WARNING: NS_ENSURE_TRUE(exprRes->getResultType() == txAExprResult::NODESET) failed: file /home/john/development/mozilla/content/xslt/src/xpath/txFilterExpr.cpp, line 68

With my patch, a similar XPath expression in an XForm triggered the same assertion.

Comment 7

[Jonas Sicking (:sicking) No longer reading bugmail consistently]

Yes, the syntax allows

(expression)[1]

But evaluation will fail if 'expression' doesn't produce a nodeset. This is similar to

count(expression)

which always parses fine, but fails during evaluation if the expression doesn't return a nodeset.

Comment 8

[Jonas Sicking (:sicking) No longer reading bugmail consistently]

Expressions like

$foo[1]

are not valid though, even if $foo returns a nodeset. So the parenthesis are required.

Comment 9

[John L. Clark]

(In reply to comment #8)
> Expressions like
> 
> $foo[1]
> 
> are not valid though, even if $foo returns a nodeset. So the parenthesis are
> required.

They're legal according to the grammar, and if $foo returns a nodeset, then they're legal according to the above processing rule, so I don't see a problem with this.  Also, I just ran a test of an expression such as this through two different XSLT processors (4Suite and libxml2), and they both successfully processed a filtered variable.

Comment 10

[Jonas Sicking (:sicking) No longer reading bugmail consistently]
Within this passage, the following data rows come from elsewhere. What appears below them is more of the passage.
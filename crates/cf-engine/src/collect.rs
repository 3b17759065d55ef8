//! Change collection
//!
//! Walks a topological order strictly in sequence, recomputing each computed
//! field for its affected records and emitting a [`CellChange`] whenever the
//! fresh value differs from the stored one. Recomputed values are written
//! back into the loaded rows so downstream fields read them, not the stale
//! stored values.

use crate::compute::ValueComputer;
use crate::error::{EngineError, EngineResult};
use crate::expand::RecordRefItem;
use crate::loader::RecordsByTable;
use crate::origin::RecordRef;
use crate::snapshot::SchemaSnapshot;
use cf_core::{CellChange, FieldDescriptor, Relationship, TopoItem};
use cf_store::RecordRow;
use serde_json::Value;
use std::collections::HashSet;

/// Recompute one topological order over the loaded records
pub fn collect_changes(
    topo_order: &[TopoItem],
    snapshot: &SchemaSnapshot,
    computer: &dyn ValueComputer,
    records: &mut RecordsByTable,
    origins: &[RecordRef],
    affected: &[RecordRefItem],
) -> EngineResult<Vec<CellChange>> {
    let mut changes = Vec::new();

    for item in topo_order {
        let field = snapshot.field(&item.field_id)?;
        if !field.is_computed || field.is_link() {
            continue;
        }
        let table_name = snapshot.table_name(&field.table_id)?.to_string();

        for record_id in target_record_ids(field, &table_name, origins, affected) {
            let Some(row) = records
                .get(&table_name)
                .and_then(|rows| rows.get(&record_id))
                .cloned()
            else {
                continue;
            };

            let lookup_values = gather_lookup_values(field, &row, snapshot, records)?;
            let old_value = row
                .fields
                .get(&field.db_column_name)
                .cloned()
                .unwrap_or(Value::Null);
            let new_value = computer.compute(field, &row, &lookup_values)?;

            if computer.values_equal(field, &old_value, &new_value) {
                continue;
            }

            if let Some(live) = records
                .get_mut(&table_name)
                .and_then(|rows| rows.get_mut(&record_id))
            {
                live.fields
                    .insert(field.db_column_name.clone(), new_value.clone());
            }

            changes.push(CellChange {
                table_id: field.table_id.clone(),
                record_id,
                field_id: field.id.clone(),
                old_value,
                new_value,
            });
        }
    }

    Ok(changes)
}

/// The records to recompute for one field: the expansion items tagged with
/// it, or the origin records of its table when no hop produced a tag (the
/// self-table baseline).
fn target_record_ids(
    field: &FieldDescriptor,
    table_name: &str,
    origins: &[RecordRef],
    affected: &[RecordRefItem],
) -> Vec<String> {
    let mut seen = HashSet::new();
    let tagged: Vec<String> = affected
        .iter()
        .filter(|i| i.field_id.as_deref() == Some(field.id.as_str()))
        .filter(|i| i.table_name == table_name)
        .filter(|i| seen.insert(i.id.clone()))
        .map(|i| i.id.clone())
        .collect();
    if !tagged.is_empty() {
        return tagged;
    }

    let mut seen = HashSet::new();
    origins
        .iter()
        .filter(|r| r.table_name == table_name)
        .filter(|r| seen.insert(r.id.clone()))
        .map(|r| r.id.clone())
        .collect()
}

/// Values read through the field's relationship, from already-loaded (and
/// possibly already-recomputed) rows.
fn gather_lookup_values(
    field: &FieldDescriptor,
    row: &RecordRow,
    snapshot: &SchemaSnapshot,
    records: &RecordsByTable,
) -> EngineResult<Vec<Value>> {
    let Some(lookup) = &field.lookup else {
        return Ok(Vec::new());
    };
    let foreign_table = snapshot.table_name(&lookup.foreign_table_id)?;
    let lookup_column = &snapshot.field(&lookup.lookup_field_id)?.db_column_name;

    match lookup.relationship {
        Relationship::ManyToOne => {
            let Some(key) = row
                .fields
                .get(&lookup.foreign_key_column)
                .and_then(Value::as_str)
            else {
                return Ok(Vec::new());
            };
            let value = records
                .get(foreign_table)
                .and_then(|rows| rows.get(key))
                .and_then(|r| r.fields.get(lookup_column))
                .cloned()
                .unwrap_or(Value::Null);
            Ok(vec![value])
        }
        Relationship::OneToMany => {
            let Some(rows) = records.get(foreign_table) else {
                return Ok(Vec::new());
            };
            Ok(rows
                .values()
                .filter(|r| {
                    r.fields.get(&lookup.foreign_key_column).and_then(Value::as_str)
                        == Some(row.id.as_str())
                })
                .map(|r| r.fields.get(lookup_column).cloned().unwrap_or(Value::Null))
                .collect())
        }
        Relationship::OneToOne | Relationship::ManyToMany => {
            Err(EngineError::InvalidRelationship {
                field_id: field.id.clone(),
            })
        }
    }
}

#[cfg(test)]
#[path = "collect_test.rs"]
mod tests;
Ah, you are indeed correct, and it looks the transformiix does this correctly too.

Comment 11

[aaronr]

Comment on attachment 331756 [details] [diff] [review]
Attempt 1 to fix this bug

Sounds like John and Jonas agree that my concerns can be ignored.  Patch looks good.

Comment 12

[aaronr]

Normally, I'd dupe the newer bug against the older bug, but since that patch already has two reviews and this one only has one, I'll do it the other way around this time.